Monday, December 19, 2005

What is the military?

I knew some professionals (consultants, bankers, etc) who talked about joining the military after 9/11. The thought was short lived, however, and I don't know anyone personally who made the transition - which is fine because our current system can't function without these essential functions. A WSJ reporter on Friday, however, wrote about how he had just joined the Marine Corp at age 31. Having seen the world and what America meant to it, he decided he needed to be part of protecting and promoting our way of life.

Having served, I have mixed feelings about how to view the armed forces. As a Service Academy graduate, I was given four years of training centered on honor, duty and country. A feeling I loved, but largely out of touch with how our political process runs now. Up to a certain time period, politics was filled with men and women who had served in the armed forces. There was more give and take between the military and the political establishment .... it was less of a tool to coldly wield when you needed to apply force. Now, however, most of the politicians ordering the military into risky situations has never served - many seem to view the military as any other tool, like fiscal policy. The difference is that the military is a tool which necessarily results in death when wielded. I would think politicians would understand this even if they didn't serve, but for some reason many of them separate the objective of a military campaign versus the cost.

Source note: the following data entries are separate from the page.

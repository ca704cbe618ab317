use std::fmt;

/// # Opcodes
///
/// Opcodes are 16 bits each, fetched big-endian from two consecutive bytes of memory.
/// Their behavior is cased on some combination of:
/// - `(n, _, _, _)` broad categorization; applies to all opcodes
/// - `(_, _, _, n)` specific behavior within a category
/// - `(_, _, n, n)` more specific behavior within a category
/// - `(_, n, n, n)` some fixed function that doesn't require variables (e.g. CLS; clear screen)
///
/// Nibbles not used to determine the operation often (but not always) carry important data.
/// - `(_, n, n, n)` a 12-bit address
/// - `(_, _, n, n)` an 8-bit immediate that is assigned to and/or compared with Vx
/// - `(_, n, _, _)` either the register Vx or a range of registers V0..=Vx
/// - `(_, _, n, _)` the register Vy
/// - `(_, _, _, n)` a 4-bit immediate (e.g. sprite height)
#[derive(Copy, Clone, Debug, PartialEq, Eq, Hash)]
pub struct Opcode(pub u16);

impl Opcode {
    /// Joins the two bytes of an instruction, most significant first.
    pub fn from_bytes(high: u8, low: u8) -> Self {
        Opcode(u16::from(high) << 8 | u16::from(low))
    }

    /// The Opcode's component nibbles.
    pub fn nibbles(self) -> (u8, u8, u8, u8) {
        (((self.0 & 0xF000) >> 12) as u8, self.x(), self.y(), self.n())
    }

    /// `[_x__]`
    pub fn x(self) -> u8 {
        ((self.0 & 0x0F00) >> 8) as u8
    }

    /// `[__y_]`
    pub fn y(self) -> u8 {
        ((self.0 & 0x00F0) >> 4) as u8
    }

    /// `[___n]`
    pub fn n(self) -> u8 {
        (self.0 & 0x000F) as u8
    }

    /// `[__nn]`
    pub fn nn(self) -> u8 {
        (self.0 & 0x00FF) as u8
    }

    /// `[_nnn]`
    pub fn nnn(self) -> u16 {
        self.0 & 0x0FFF
    }
}

impl fmt::Display for Opcode {
    fn fmt(&self, f: &mut fmt::Formatter) -> fmt::Result {
        write!(f, "{:04X}", self.0)
    }
}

The issue is still mixed in my mind, but my main question is whether the armed forces should be viewed as something other than a tool to be wielded without emotion or as a direct extension of our political process? The former implies a mercenary type military where we really don't need to overdue the concepts of patriotism, honor, etc - it is paid well and does what it is told when it is told to do it. The latter implies that we need more of our society represented in the military.